Each week financial adviser and international best-selling author Noel Whittaker answers your questions. email@example.com
My husband and I won a house worth $900,000 and a unit worth $352,000. The house we won is still on the market. We sold the unit for $360,000 in July, as well as the house we lived in for 15 years. We bought another house for $700,000, which we now live in. We still owe some money on the new purchase. Will we be expected to pay capital gains tax on the sale of the unit and the $900,000 house when it sells, even if it was received as a prize?
You will only pay CGT on any increase in value between winning the properties and selling them, but after selling and holding costs, this may not be much. There is no tax on the original market value of the prize.
Do you have an opinion about buying property through a self-managed superannuation fund?
My view is that you maximise profits when buying property by borrowing as much as your budget can afford. Therefore, my recommendation is to keep your super fund for interest-bearing accounts and shares, and to buy property outside the superannuation environment using borrowed funds.
I am 45, have no debt, own my home, and have a combined income with my wife of $155,000. I am considering buying an investment property to reduce my taxable income. This was going to be an easy decision, but with the doom-and-gloom forecasters predicting a housing bubble followed by a bust, I have had second thoughts and would prefer to delay this decision for 12 months. Do you know of another tax-effective option into which I can place my income, or should I invest in property to not miss out on the current property increases?
You should never make an investment for tax reasons alone, but in any event the purchase of a negatively geared property won't reduce your tax bill very much when the income from that property is added to your taxable income. I am in favour of borrowing for investment, but you should regard the tax benefits as the cream on the cake and not the reason for the investment. There are mixed opinions on the future of property in Australia, and you will have to form your own opinion. Just be aware that the popularity of the location is one of the main factors that drives population growth. You could reduce your taxable income a little by salary sacrificing up to a total of $25,000 in super, but you will lose access until your preservation age.
My wife and I want to move out of our existing home and rent somewhere to live closer to work. Can we change the purpose of our first home to an investment, and do we then add the amount remaining on our mortgage to our calculations at tax time? Are there any implications we should be aware of before moving out of our home?

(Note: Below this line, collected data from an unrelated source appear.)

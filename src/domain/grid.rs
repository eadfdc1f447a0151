use rand::Rng;
use rayon::prelude::*;

use super::{Cell, SpawnRatio};
use crate::error::{Error, Result};

/// The 8 surrounding offsets `(dy, dx)`, center excluded.
const NEIGHBOR_OFFSETS: [(isize, isize); 8] = [
    (-1, -1),
    (-1, 0),
    (-1, 1),
    (0, -1),
    (0, 1),
    (1, -1),
    (1, 0),
    (1, 1),
];

/// `v + d` reduced onto `0..extent`
#[inline]
fn wrap(v: usize, d: isize, extent: usize) -> usize {
    (v % extent + extent).wrapping_add_signed(d) % extent
}

/// Positive grid extent. Fixed for the lifetime of a grid.
#[derive(Clone, Copy, Debug, PartialEq, Eq)]
pub struct Dimensions {
    width: usize,
    height: usize,
}

impl Dimensions {
    pub fn new(width: usize, height: usize) -> Result<Self> {
        if width == 0 || height == 0 {
            return Err(Error::EmptyDimensions { width, height });
        }
        Ok(Self { width, height })
    }

    pub(crate) const fn fixed(width: usize, height: usize) -> Self {
        assert!(width > 0 && height > 0);
        Self { width, height }
    }

    pub const fn width(&self) -> usize {
        self.width
    }

    pub const fn height(&self) -> usize {
        self.height
    }

    pub const fn area(&self) -> usize {
        self.width * self.height
    }
}

/// Row/column coordinate on the torus.
#[derive(Clone, Copy, Debug, Default, PartialEq, Eq, Hash)]
pub struct Position {
    pub y: usize,
    pub x: usize,
}

impl Position {
    pub const ORIGIN: Position = Position { y: 0, x: 0 };

    pub const fn new(y: usize, x: usize) -> Self {
        Self { y, x }
    }
}

/// Toroidal cell matrix.
///
/// Every coordinate is reduced modulo the grid dimensions before use, so
/// there is no out-of-bounds access and every cell has exactly 8 neighbors.
#[derive(Clone, Debug, PartialEq, Eq)]
pub struct Grid {
    dims: Dimensions,
    cells: Vec<Cell>,
}

impl Grid {
    /// Create a new grid with all cells initially dead
    pub fn new(dims: Dimensions) -> Self {
        Self {
            dims,
            cells: vec![Cell::Dead; dims.area()],
        }
    }

    pub const fn dimensions(&self) -> Dimensions {
        self.dims
    }

    /// Convert 2D coordinates to 1D index, wrapping both axes
    #[inline]
    const fn index(&self, y: usize, x: usize) -> usize {
        (y % self.dims.height) * self.dims.width + (x % self.dims.width)
    }

    #[inline]
    pub fn get(&self, y: usize, x: usize) -> Cell {
        self.cells[self.index(y, x)]
    }

    #[inline]
    pub fn is_alive(&self, y: usize, x: usize) -> bool {
        self.get(y, x).is_alive()
    }

    pub fn set(&mut self, y: usize, x: usize, cell: Cell) {
        let idx = self.index(y, x);
        self.cells[idx] = cell;
    }

    /// Flip the cell at `pos` and return its new state
    pub fn toggle(&mut self, pos: Position) -> Cell {
        let idx = self.index(pos.y, pos.x);
        self.cells[idx] = self.cells[idx].toggle();
        self.cells[idx]
    }

    /// Count live neighbors using toroidal wrapping (grid wraps like a torus)
    pub fn neighbor_count(&self, y: usize, x: usize) -> u8 {
        let Dimensions { width, height } = self.dims;
        NEIGHBOR_OFFSETS
            .iter()
            .filter(|&&(dy, dx)| self.is_alive(wrap(y, dy, height), wrap(x, dx, width)))
            .count() as u8
    }

    /// Number of live cells
    pub fn live_count(&self) -> usize {
        self.cells.iter().filter(|cell| cell.is_alive()).count()
    }

    /// Reseed every cell, alive with probability `ratio`
    pub fn randomize<R: Rng + ?Sized>(&mut self, ratio: SpawnRatio, rng: &mut R) {
        self.cells
            .iter_mut()
            .for_each(|cell| *cell = Cell::from(ratio.roll(rng)));
    }

    /// Overwrite every cell with `other`'s. Dimensions must match.
    pub fn copy_from(&mut self, other: &Grid) {
        debug_assert_eq!(self.dims, other.dims);
        self.cells.copy_from_slice(&other.cells);
    }

    /// Mutable row-major rows, used by the simulator to fill scratch buffers
    pub(crate) fn rows_mut(&mut self) -> std::slice::ChunksMut<'_, Cell> {
        self.cells.chunks_mut(self.dims.width)
    }

    /// Parallel counterpart of [`Grid::rows_mut`]
    pub(crate) fn par_rows_mut(&mut self) -> rayon::slice::ChunksMut<'_, Cell> {
        self.cells.par_chunks_mut(self.dims.width)
    }

    /// Iterate over all cells with their positions
    pub fn iter_cells(&self) -> impl Iterator<Item = (Position, Cell)> + '_ {
        self.cells
            .iter()
            .enumerate()
            .map(|(i, &cell)| (Position::new(i / self.dims.width, i % self.dims.width), cell))
    }
}
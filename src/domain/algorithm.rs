//! Algorithm enum for selecting how a generation is computed.
//!
//! Both strategies read only the current buffer and write only the scratch
//! buffer, so they always produce identical grids.

/// Available evolution strategies.
#[derive(Clone, Copy, Debug, PartialEq, Eq, Default)]
pub enum Algorithm {
    /// Cell-by-cell, single thread
    #[default]
    Serial,
    /// Rows filled in parallel with rayon
    Parallel,
}

impl Algorithm {
    /// Get all available algorithms
    pub fn all() -> Vec<Algorithm> {
        vec![Algorithm::Serial, Algorithm::Parallel]
    }

    /// Display name
    pub fn name(&self) -> &'static str {
        match self {
            Algorithm::Serial => "Serial",
            Algorithm::Parallel => "Parallel",
        }
    }
}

You can certainly rent out your former home, and all outgoings such as interest rates and repairs will be tax deductible and the rent will be assessable. It would be wise to get a depreciation report to maximise your tax deductions - there is a once-only cost of about $500 and it is fully tax-deductible. The interest and other costs can be claimed from the date it is available for rent. Keep in mind that you can be absent for up to six years without losing the capital gains tax exemption, as long as you don't treat any other property as your principal residence during that time.
I am 24 and single, with an income of $90,000. I have a rental property with $300,000 equity plus $50,000 in savings. I am keen to learn about ways to invest my money to ensure a prosperous future.
You are certainly doing better than most 24-year-olds. This is probably the perfect time to form a relationship with a good adviser who can help you to diversify into share-based investments. You could also discuss issues such as how your super is invested and personal insurance.
Is now a good time to buy a house?
I am a full-time university student, graduating next year, planning to then go on to medical school. I have an 11-year-old at home, and should receive a divorce settlement of $200,000 soon. I'm trying to decide if now is a good time to buy somewhere to live, but hear that the housing bubble will soon burst. My father would act as guarantor on a mortgage for me. What would you suggest?
It's a tough decision, because renting is usually cheaper than buying, but most renters don't invest the money they save by choosing the renting option. In your situation it's probably better to buy sooner rather than later, but you are the person who has to do the legwork and research the market until you are convinced you have found a bargain. Your first step should be to talk to a lender and find out what kind of loan you would qualify for, and then decide if you can buy a suitable house in that price range.